START Exercise data
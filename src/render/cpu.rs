use std::sync::Arc;

use crate::assets::decode::DecodedImage;
use crate::config::ExportOpts;
use crate::foundation::core::{Affine, BezPath, Point, Rect};
use crate::foundation::error::{MapExportError, MapExportResult};
use crate::host::MapHost;
use crate::render::FrameRGBA;
use crate::render::style::fill_and_stroke;
use crate::resolve::circle::CircleGeometry;
use crate::resolve::session::{ExportSession, ResolvedPath};

/// Draw every resolved drawable onto a fresh raster.
///
/// Order is fixed: tiles (per layer, row-major), paths, markers, then circles. Circle geometry
/// is read from `host` now, not during resolution. Images the rasterizer cannot take are
/// skipped; only an unusable raster size fails.
#[tracing::instrument(level = "debug", skip_all, fields(
    width = session.viewport.canvas.width,
    height = session.viewport.canvas.height,
))]
pub fn composite(
    session: &ExportSession,
    host: &dyn MapHost,
    opts: &ExportOpts,
) -> MapExportResult<FrameRGBA> {
    let canvas = session.viewport.canvas;
    let width: u16 = canvas
        .width
        .try_into()
        .map_err(|_| MapExportError::render("raster width exceeds u16"))?;
    let height: u16 = canvas
        .height
        .try_into()
        .map_err(|_| MapExportError::render("raster height exceeds u16"))?;
    if width == 0 || height == 0 {
        return Err(MapExportError::render("raster has zero area"));
    }

    let mut ctx = vello_cpu::RenderContext::new(width, height);
    ctx.set_paint_transform(Affine::IDENTITY);

    if let Some([r, g, b, a]) = opts.clear_rgba {
        ctx.set_transform(Affine::IDENTITY);
        ctx.set_paint(vello_cpu::peniko::Color::from_rgba8(r, g, b, a));
        ctx.fill_rect(&Rect::new(
            0.0,
            0.0,
            f64::from(width),
            f64::from(height),
        ));
    }

    for layer in session.tile_layers.values() {
        for tile in layer.tiles.values() {
            if let Err(e) = draw_image(
                &mut ctx,
                &tile.image,
                tile.position,
                Some(tile.draw_size),
                tile.opacity,
            ) {
                tracing::debug!(layer = layer.id.0, error = %e, "tile image skipped");
            }
        }
    }

    ctx.set_transform(Affine::IDENTITY);
    for path in session.paths.values() {
        if let Some(outline) = path_outline(path) {
            fill_and_stroke(&mut ctx, &outline, &path.style);
        }
    }

    for (id, marker) in &session.markers {
        if let Err(e) = draw_image(&mut ctx, &marker.image, marker.position, None, 1.0) {
            tracing::debug!(layer = id.0, error = %e, "marker image skipped");
        }
    }

    ctx.set_transform(Affine::IDENTITY);
    for circle in session.circles.values() {
        let center = session.viewport.to_local(host.project(circle.lat_lng));
        let Some(geometry) = CircleGeometry::from_layer(circle, center) else {
            continue;
        };
        fill_and_stroke(&mut ctx, &geometry.to_path(), &circle.style);
    }

    ctx.flush();
    let mut pixmap = vello_cpu::Pixmap::new(width, height);
    ctx.render_to_pixmap(&mut pixmap);

    Ok(FrameRGBA {
        width: canvas.width,
        height: canvas.height,
        data: pixmap.data_as_u8_slice().to_vec(),
        premultiplied: true,
    })
}

/// Polyline through the resolved vertices, closed for filled shapes.
pub fn path_outline(path: &ResolvedPath) -> Option<BezPath> {
    let (first, rest) = path.points.split_first()?;
    let mut out = BezPath::new();
    out.move_to(*first);
    for &p in rest {
        out.line_to(p);
    }
    if path.closed {
        out.close_path();
    }
    Some(out)
}

fn draw_image(
    ctx: &mut vello_cpu::RenderContext,
    image: &DecodedImage,
    position: Point,
    draw_size: Option<f64>,
    opacity: f32,
) -> MapExportResult<()> {
    if image.width == 0 || image.height == 0 || opacity <= 0.0 {
        return Ok(());
    }
    let pixmap = image_premul_bytes_to_pixmap(&image.rgba8_premul, image.width, image.height)?;
    let (w, h) = (f64::from(image.width), f64::from(image.height));

    let mut transform = Affine::translate(position.to_vec2());
    if let Some(size) = draw_size {
        transform *= Affine::scale_non_uniform(size / w, size / h);
    }

    ctx.set_transform(transform);
    ctx.set_paint(vello_cpu::Image {
        image: vello_cpu::ImageSource::Pixmap(Arc::new(pixmap)),
        sampler: vello_cpu::peniko::ImageSampler::default(),
    });
    if opacity < 1.0 {
        ctx.push_opacity_layer(opacity);
    }
    ctx.fill_rect(&Rect::new(0.0, 0.0, w, h));
    if opacity < 1.0 {
        ctx.pop_layer();
    }
    Ok(())
}

fn image_premul_bytes_to_pixmap(
    rgba8_premul: &[u8],
    width: u32,
    height: u32,
) -> MapExportResult<vello_cpu::Pixmap> {
    let w: u16 = width
        .try_into()
        .map_err(|_| MapExportError::render("image width exceeds u16"))?;
    let h: u16 = height
        .try_into()
        .map_err(|_| MapExportError::render("image height exceeds u16"))?;
    if rgba8_premul.len() != width as usize * height as usize * 4 {
        return Err(MapExportError::render("image byte length mismatch"));
    }

    let mut may_have_opacities = false;
    let pixels: Vec<_> = rgba8_premul
        .chunks_exact(4)
        .map(|px| {
            may_have_opacities |= px[3] != 255;
            vello_cpu::peniko::color::PremulRgba8 {
                r: px[0],
                g: px[1],
                b: px[2],
                a: px[3],
            }
        })
        .collect();

    Ok(vello_cpu::Pixmap::from_parts_with_opacity(
        pixels,
        w,
        h,
        may_have_opacities,
    ))
}

#[cfg(test)]
#[path = "../../tests/unit/render/cpu.rs"]
mod tests;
END Exercise data
What is required | Would you please return all lines of the data that include the word "FrameRGBA"?

Answer to this problem |
use crate::render::FrameRGBA;
) -> MapExportResult<FrameRGBA> {
    Ok(FrameRGBA {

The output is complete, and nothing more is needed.